START Given records

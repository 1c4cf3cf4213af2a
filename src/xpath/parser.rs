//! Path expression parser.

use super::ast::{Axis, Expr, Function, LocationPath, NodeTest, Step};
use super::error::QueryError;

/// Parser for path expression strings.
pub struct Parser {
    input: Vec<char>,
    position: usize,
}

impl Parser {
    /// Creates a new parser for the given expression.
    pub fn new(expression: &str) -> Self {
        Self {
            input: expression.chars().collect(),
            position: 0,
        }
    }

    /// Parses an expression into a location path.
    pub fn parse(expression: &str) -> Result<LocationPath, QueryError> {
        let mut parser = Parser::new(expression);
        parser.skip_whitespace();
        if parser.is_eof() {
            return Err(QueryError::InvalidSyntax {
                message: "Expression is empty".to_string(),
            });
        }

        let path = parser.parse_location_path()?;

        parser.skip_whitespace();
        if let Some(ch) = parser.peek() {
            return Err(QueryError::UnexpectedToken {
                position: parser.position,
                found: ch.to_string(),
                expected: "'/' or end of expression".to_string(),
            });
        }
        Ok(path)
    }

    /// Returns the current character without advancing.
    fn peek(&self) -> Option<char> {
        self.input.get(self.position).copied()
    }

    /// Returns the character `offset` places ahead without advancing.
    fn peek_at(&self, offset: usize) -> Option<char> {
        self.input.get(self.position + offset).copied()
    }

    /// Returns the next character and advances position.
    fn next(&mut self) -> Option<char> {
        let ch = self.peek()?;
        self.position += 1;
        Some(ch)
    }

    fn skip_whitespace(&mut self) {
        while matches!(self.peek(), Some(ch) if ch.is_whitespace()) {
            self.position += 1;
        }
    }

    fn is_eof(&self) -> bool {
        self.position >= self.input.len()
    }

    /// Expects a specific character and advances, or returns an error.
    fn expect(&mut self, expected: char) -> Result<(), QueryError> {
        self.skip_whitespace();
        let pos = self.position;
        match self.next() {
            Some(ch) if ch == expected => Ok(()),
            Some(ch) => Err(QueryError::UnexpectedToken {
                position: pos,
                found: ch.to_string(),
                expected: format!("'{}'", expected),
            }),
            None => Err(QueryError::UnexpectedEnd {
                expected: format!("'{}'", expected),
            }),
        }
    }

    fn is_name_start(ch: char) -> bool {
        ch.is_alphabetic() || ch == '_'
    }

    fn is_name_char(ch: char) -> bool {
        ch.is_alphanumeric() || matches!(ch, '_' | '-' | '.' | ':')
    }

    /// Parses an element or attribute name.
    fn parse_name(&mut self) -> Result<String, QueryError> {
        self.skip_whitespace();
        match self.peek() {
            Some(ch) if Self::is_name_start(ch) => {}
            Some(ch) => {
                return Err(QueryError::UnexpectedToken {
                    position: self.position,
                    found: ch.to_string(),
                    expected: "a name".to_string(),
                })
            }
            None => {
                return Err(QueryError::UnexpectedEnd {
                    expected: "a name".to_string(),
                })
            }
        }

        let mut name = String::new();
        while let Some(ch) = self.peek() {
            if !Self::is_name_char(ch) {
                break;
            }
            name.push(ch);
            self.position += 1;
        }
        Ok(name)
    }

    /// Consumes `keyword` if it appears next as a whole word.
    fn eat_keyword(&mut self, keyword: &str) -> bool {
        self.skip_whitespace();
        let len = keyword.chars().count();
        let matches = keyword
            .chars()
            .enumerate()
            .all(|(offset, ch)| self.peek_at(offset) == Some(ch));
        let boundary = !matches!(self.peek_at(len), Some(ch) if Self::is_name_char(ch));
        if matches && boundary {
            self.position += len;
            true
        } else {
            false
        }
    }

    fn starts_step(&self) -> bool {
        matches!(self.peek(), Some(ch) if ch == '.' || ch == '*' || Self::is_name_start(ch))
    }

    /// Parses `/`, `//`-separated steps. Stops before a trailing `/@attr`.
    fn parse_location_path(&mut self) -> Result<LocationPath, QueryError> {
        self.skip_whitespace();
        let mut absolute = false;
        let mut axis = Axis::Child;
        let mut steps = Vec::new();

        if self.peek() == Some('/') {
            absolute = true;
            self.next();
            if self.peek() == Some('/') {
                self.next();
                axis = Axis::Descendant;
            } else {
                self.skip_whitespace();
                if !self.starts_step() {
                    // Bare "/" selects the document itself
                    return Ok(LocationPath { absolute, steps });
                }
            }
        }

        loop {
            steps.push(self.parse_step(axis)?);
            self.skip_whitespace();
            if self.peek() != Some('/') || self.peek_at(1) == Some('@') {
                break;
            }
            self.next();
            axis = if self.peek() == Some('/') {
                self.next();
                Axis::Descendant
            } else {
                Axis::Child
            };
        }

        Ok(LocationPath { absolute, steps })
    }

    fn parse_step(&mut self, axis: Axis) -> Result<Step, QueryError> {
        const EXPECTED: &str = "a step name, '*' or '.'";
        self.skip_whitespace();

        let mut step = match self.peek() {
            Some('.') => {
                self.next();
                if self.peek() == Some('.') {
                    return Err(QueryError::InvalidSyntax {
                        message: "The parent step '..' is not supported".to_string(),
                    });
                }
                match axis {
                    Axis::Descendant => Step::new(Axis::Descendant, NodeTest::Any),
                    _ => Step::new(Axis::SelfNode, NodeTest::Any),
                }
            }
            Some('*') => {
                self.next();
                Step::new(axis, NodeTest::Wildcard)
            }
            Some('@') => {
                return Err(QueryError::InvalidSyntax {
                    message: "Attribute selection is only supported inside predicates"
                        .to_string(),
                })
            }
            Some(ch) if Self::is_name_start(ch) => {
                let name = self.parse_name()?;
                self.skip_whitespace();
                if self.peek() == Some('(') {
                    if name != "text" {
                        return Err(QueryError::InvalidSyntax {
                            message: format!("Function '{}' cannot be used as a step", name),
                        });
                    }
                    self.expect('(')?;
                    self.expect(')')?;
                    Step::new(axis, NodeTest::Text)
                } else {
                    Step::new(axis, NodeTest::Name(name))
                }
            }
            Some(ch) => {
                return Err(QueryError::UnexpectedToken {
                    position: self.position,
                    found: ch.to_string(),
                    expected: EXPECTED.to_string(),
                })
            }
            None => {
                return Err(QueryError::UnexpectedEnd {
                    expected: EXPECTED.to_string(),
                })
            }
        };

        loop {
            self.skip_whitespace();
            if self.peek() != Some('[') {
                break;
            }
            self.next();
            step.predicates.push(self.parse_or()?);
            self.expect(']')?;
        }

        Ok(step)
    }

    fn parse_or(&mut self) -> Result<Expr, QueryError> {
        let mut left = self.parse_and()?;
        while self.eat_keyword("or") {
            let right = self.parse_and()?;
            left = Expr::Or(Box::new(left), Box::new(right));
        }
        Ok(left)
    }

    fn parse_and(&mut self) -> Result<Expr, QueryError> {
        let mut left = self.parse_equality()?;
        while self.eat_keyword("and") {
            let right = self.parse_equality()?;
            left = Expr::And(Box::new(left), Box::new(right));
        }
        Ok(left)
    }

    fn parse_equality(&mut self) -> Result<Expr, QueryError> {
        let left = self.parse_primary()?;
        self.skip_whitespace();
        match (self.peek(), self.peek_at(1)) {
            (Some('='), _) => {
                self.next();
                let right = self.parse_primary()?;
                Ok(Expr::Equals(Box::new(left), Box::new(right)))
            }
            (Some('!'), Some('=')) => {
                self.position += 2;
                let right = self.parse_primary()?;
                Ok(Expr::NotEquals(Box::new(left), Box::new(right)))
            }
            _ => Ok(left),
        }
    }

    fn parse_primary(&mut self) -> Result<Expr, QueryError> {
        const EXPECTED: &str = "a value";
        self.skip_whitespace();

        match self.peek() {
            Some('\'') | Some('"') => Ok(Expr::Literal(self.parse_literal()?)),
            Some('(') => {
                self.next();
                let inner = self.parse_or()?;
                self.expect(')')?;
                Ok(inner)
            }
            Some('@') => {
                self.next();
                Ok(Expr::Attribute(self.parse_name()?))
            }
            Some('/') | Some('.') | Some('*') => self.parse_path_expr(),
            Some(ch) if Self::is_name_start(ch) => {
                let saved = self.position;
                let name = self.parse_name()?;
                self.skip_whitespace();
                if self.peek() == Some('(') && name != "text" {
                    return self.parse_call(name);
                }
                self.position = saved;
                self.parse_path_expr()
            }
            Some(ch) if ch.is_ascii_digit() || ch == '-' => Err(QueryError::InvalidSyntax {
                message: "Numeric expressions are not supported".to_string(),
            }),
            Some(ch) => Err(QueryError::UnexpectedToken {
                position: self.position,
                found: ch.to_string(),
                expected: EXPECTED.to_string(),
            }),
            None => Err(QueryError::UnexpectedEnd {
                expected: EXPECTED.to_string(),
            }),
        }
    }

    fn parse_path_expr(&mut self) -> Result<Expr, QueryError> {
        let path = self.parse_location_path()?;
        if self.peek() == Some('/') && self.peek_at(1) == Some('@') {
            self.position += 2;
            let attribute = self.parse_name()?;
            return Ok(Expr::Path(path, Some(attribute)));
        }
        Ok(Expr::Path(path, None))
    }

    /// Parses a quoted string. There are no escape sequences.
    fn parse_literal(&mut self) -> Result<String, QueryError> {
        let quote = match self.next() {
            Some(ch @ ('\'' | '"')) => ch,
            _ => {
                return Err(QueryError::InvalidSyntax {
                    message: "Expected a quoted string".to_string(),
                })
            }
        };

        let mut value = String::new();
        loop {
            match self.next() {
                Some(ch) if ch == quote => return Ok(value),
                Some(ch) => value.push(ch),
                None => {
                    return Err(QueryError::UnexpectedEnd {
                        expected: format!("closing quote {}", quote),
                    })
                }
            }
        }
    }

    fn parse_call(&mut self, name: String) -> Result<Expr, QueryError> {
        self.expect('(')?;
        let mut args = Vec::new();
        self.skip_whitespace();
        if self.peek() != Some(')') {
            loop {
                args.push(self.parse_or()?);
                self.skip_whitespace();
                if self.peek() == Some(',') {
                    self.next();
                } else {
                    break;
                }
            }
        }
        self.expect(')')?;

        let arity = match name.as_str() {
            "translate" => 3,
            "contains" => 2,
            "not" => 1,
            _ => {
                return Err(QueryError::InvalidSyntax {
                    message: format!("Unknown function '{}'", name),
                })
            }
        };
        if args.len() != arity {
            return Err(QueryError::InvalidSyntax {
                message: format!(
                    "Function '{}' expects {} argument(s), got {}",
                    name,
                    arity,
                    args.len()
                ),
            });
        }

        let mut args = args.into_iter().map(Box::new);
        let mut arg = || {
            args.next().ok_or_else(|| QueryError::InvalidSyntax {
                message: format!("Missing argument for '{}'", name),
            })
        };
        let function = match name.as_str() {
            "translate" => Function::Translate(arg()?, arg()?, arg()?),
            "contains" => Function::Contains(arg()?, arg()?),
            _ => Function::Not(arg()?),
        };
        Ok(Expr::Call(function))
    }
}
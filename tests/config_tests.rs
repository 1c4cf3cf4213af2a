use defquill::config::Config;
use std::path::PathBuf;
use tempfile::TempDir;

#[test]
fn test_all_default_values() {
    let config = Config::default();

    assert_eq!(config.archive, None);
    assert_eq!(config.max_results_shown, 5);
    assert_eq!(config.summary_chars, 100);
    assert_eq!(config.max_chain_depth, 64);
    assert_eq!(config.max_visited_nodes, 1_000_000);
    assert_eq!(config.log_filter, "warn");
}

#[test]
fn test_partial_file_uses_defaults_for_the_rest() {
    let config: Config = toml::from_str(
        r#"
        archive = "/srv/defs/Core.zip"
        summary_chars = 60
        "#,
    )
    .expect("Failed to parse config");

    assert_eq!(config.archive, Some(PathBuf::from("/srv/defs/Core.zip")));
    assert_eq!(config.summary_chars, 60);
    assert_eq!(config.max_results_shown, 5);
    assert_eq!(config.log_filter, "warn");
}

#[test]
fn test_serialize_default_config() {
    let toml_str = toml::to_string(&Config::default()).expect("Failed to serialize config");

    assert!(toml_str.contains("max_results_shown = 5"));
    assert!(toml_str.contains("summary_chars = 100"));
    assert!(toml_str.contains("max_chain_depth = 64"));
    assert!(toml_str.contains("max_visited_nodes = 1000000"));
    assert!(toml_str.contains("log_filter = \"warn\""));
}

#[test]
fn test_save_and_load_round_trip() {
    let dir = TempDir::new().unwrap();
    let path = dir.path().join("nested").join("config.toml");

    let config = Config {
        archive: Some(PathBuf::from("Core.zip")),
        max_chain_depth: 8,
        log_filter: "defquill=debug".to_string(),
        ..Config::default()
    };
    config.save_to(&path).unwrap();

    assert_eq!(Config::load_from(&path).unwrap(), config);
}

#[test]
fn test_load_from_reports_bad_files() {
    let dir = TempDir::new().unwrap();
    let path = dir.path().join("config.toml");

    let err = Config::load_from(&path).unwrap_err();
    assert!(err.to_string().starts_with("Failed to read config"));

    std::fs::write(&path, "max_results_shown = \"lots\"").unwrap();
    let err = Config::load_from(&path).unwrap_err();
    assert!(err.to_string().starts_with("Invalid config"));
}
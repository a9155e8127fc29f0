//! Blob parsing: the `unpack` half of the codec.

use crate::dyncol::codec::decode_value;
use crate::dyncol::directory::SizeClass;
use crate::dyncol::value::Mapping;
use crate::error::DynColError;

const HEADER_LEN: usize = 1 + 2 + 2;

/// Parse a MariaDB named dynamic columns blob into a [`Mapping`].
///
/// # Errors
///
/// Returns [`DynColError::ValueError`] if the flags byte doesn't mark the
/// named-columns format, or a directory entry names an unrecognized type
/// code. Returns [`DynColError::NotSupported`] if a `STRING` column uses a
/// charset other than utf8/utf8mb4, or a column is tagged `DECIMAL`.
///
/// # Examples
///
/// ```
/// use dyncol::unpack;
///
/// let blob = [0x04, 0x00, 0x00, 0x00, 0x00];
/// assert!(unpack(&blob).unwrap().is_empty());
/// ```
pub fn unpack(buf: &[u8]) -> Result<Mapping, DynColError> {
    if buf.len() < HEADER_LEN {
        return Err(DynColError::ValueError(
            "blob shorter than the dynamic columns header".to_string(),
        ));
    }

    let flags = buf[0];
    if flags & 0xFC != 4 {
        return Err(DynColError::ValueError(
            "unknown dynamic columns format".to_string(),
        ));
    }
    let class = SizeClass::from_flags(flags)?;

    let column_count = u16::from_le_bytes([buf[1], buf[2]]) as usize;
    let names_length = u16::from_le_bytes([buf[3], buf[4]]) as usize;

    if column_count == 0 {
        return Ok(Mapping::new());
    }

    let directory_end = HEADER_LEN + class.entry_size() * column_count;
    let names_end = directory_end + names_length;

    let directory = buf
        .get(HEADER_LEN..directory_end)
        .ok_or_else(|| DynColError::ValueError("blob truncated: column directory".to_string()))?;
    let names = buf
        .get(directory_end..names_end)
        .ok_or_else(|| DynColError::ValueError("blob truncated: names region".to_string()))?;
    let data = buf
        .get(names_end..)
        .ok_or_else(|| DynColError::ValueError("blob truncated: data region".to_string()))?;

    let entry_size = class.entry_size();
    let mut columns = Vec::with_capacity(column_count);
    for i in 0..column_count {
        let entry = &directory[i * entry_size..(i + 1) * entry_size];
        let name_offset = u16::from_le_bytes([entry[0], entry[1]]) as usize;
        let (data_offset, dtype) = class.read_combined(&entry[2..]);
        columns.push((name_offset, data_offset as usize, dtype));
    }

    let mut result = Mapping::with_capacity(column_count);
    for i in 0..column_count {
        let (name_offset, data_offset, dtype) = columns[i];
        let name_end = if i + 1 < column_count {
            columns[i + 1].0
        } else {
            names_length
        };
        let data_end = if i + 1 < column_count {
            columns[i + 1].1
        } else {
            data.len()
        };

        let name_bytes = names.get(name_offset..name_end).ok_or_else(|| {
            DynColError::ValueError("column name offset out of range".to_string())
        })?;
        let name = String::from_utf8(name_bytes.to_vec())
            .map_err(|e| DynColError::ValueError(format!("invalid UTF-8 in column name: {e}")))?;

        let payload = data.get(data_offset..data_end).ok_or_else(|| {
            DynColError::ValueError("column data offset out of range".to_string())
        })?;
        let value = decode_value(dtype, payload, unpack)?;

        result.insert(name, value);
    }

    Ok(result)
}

END Given records

Show the lines above that include "args".

■ Exercise solution ■
        let mut args = Vec::new();
                args.push(self.parse_or()?);
        if args.len() != arity {
                    args.len()
        let mut args = args.into_iter().map(Box::new);
            args.next().ok_or_else(|| QueryError::InvalidSyntax {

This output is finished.